Nucci (2015) afirma que o duplo grau de jurisdição e a soberania dos veredictos são princípios constitucionais que coexistem harmoniosamente. Por essa razão, afirmar que a soberania dos veredictos deve ser respeitada não significa afastar completamente a possibilidade de se submeter a decisão proferida pelo Tribunal do Júri ao duplo grau de jurisdição. O mesmo também vale para a revisão criminal, que, apesar de ausência de previsão constitucional, tem o desiderato de fiscalizar o respeito ao devido processo legal.
De qualquer forma, urge salientar que não é cabível a interposição de apelação contra decisão do tribunal do júri por qualquer motivo ou inconformismo, mas somente nos casos enumerados nas alíneas do inciso III do art. 593 do Código de Processo Penal.
Em suma, conclui-se que a soberania dos veredictos é um princípio que pode ser relativizado, sobretudo diante do duplo grau de jurisdição e do devido processo legal.

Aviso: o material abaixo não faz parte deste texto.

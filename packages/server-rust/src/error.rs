//! Errors from request handling and persistence.

use formwork_core::FormError;

/// Errors raised while handling a form request.
///
/// Invalid user input is not an error here either: it leaves the form
/// incomplete and the request ends in [`crate::handler::Outcome::Redisplay`].
#[derive(Debug, thiserror::Error)]
pub enum ServerError {
    #[error(transparent)]
    Form(#[from] FormError),
    #[error("{operation} needs a record id")]
    MissingRecordId { operation: &'static str },
    #[error("form for table {table} has no id column")]
    NotEditable { table: String },
    #[error("record store failed: {0:#}")]
    Store(anyhow::Error),
}
//! Ready-made declarations for class registration forms.

use crate::choice::{ChoiceItem, Choices};
use crate::declare::{field, opt_field, FieldSpec};

/// Day menu entries offered for a class.
pub const CLASS_DAYS: &[&str] = &[
    "Monday",
    "Tuesday",
    "Wednesday",
    "Thursday",
    "Friday",
    "Saturday",
    "Sunday",
    "Monday-Thursday",
    "Week 1",
    "Week 2",
    "Week 3",
    "Week 4",
    "Week 5",
    "Week 6",
    "Week 7",
    "Week 8",
    "Week 9",
];

/// A class menu entry. `daytime` is false for classes without a scheduled
/// slot, which then need no day or time.
#[must_use]
pub fn class_item(
    name: impl Into<String>,
    class_type: &str,
    contact: Option<&str>,
    daytime: bool,
) -> ChoiceItem {
    let item = ChoiceItem::new(name)
        .with_payload("type", class_type)
        .with_payload("daytime", daytime);
    match contact {
        Some(contact) => item.with_payload("contact", contact),
        None => item,
    }
}

/// Class, day and time picked together.
///
/// Sub-fields are `{name}_class`, `{name}_day` and `{name}_time` (5:00am
/// to 10:00pm every quarter hour). Day and time are required once a class
/// whose `daytime` flag is set has been chosen, and ignored otherwise.
#[must_use]
pub fn class_day_time(
    name: &str,
    description: &str,
    classes: impl IntoIterator<Item = ChoiceItem>,
    optional: bool,
) -> FieldSpec {
    let mut choices = Choices::new();
    for class in classes {
        let key = class.name.clone();
        choices.insert(key.as_str(), class);
    }
    let spec = |name: String| if optional { opt_field(name) } else { field(name) };

    let class = spec(format!("{name}_class"))
        .described("Class")
        .typed("menuitem")
        .choices(choices);
    let day = field(format!("{name}_day"))
        .described("Day")
        .typed("menu")
        .choices(Choices::from_labels(CLASS_DAYS));
    let time = field(format!("{name}_time"))
        .described("Time")
        .typed("timemenu")
        .times(5.0, 22.0, 0.25);

    spec(name.to_string())
        .described(description)
        .typed("composite")
        .sub_field("class", class)
        .sub_field("day", day)
        .sub_field("time", time)
        .gate("class", "daytime")
}

#[cfg(test)]
mod tests {
    use super::*;
    use crate::form::Form;
    use crate::source::Submission;

    fn registration() -> Form {
        let classes = [
            class_item("Lap Swim", "aquatics", Some("pool@example.org"), false),
            class_item("Yoga", "fitness", Some("studio@example.org"), true),
            class_item("Pilates", "fitness", Some("studio@example.org"), true),
        ];
        let mut form = Form::new("registration");
        form.add_spec(&class_day_time("first", "First Choice", classes.clone(), false))
            .unwrap();
        form.add_spec(&class_day_time("second", "Second Choice", classes, true))
            .unwrap();
        form
    }

    fn submit(form: &mut Form, pairs: &[(&str, &str)]) -> bool {
        form.parse_values(&Submission::from_pairs(pairs.iter().copied()), true)
    }

    #[test]
    fn class_without_slot_needs_no_day() {
        let mut form = registration();
        assert!(submit(&mut form, &[("first_class", "Lap Swim")]));
        assert_eq!(form.field_html_value("first", None).as_deref(), Some("Lap Swim"));
    }

    #[test]
    fn scheduled_class_requires_day_and_time() {
        let mut form = registration();
        assert!(!submit(&mut form, &[("first_class", "Yoga")]));
        assert_eq!(form.errors(), ["You must specify Day for First Choice."]);

        assert!(!submit(&mut form, &[("first_class", "Yoga"), ("first_day", "Monday")]));
        assert_eq!(form.errors(), ["You must specify Time for First Choice."]);

        assert!(submit(
            &mut form,
            &[("first_class", "Yoga"), ("first_day", "Monday"), ("first_time", "4")]
        ));
        assert_eq!(
            form.field_html_value("first", None).as_deref(),
            Some("Yoga Monday 6:00am")
        );
    }

    #[test]
    fn required_choice_needs_a_class() {
        let mut form = registration();
        assert!(!submit(&mut form, &[("first_day", "Monday"), ("first_time", "3")]));
        assert_eq!(form.errors(), ["You must specify Class for First Choice."]);

        assert!(!submit(
            &mut form,
            &[("first_class", ""), ("first_day", "Monday"), ("first_time", "3")]
        ));
        assert_eq!(form.errors(), ["You must specify Class for First Choice."]);
    }

    #[test]
    fn optional_choice_may_skip_the_class() {
        let mut form = registration();
        assert!(submit(
            &mut form,
            &[("first_class", "Lap Swim"), ("second_day", "Monday")]
        ));
        assert!(!form.field("second", None).unwrap().has_value());
    }

    #[test]
    fn contacts_are_collected_once() {
        let mut form = registration();
        assert!(submit(
            &mut form,
            &[
                ("first_class", "Yoga"),
                ("first_day", "Monday"),
                ("first_time", "0"),
                ("second_class", "Pilates"),
                ("second_day", "Friday"),
                ("second_time", "8"),
            ]
        ));
        assert_eq!(form.selected_payload("contact"), vec!["studio@example.org"]);
        assert_eq!(form.selected_payload("type"), vec!["fitness"]);
    }
}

Tratando expressamente da relativização do princípio da soberania dos veredictos, uma decisão paradigmática do Tribunal de Justiça do Estado do Pará, que possui enorme relevância para os casos em que a defesa sustenta a necessidade de formulação de determinado quesito, mas há negativa do Juiz (nesse caso, é impositivo que o Advogado requeira a consignação de sua inconformidade na ata):
[…] Quando ocorrer uma das hipóteses previstas no art. 593 do Código de Processo Penal, admite-se a relativização do princípio da soberania dos veredictos, para submeter o acusado a novo julgamento. In casu, a decisão do Júri, apesar de não ter sido manifestamente contrária às provas dos autos, é nula por ausência de submissão dos jurados sobre a quesitação obrigatória do excesso punível, diante da tese de legítima defesa e da negativa sobre o uso moderado dos meios empregados pelo acusado. Recurso conhecido e provido, à unanimidade. (TJ/PA, Terceira Turma, Apelação Penal nº 2008.02430515-09, Rel. Raimundo Holanda Reis, julgado em 14/02/2008)
NUCCI, Guilherme de Souza. Tribunal do júri. 6. ed. Rio de Janeiro : Forense, 2015.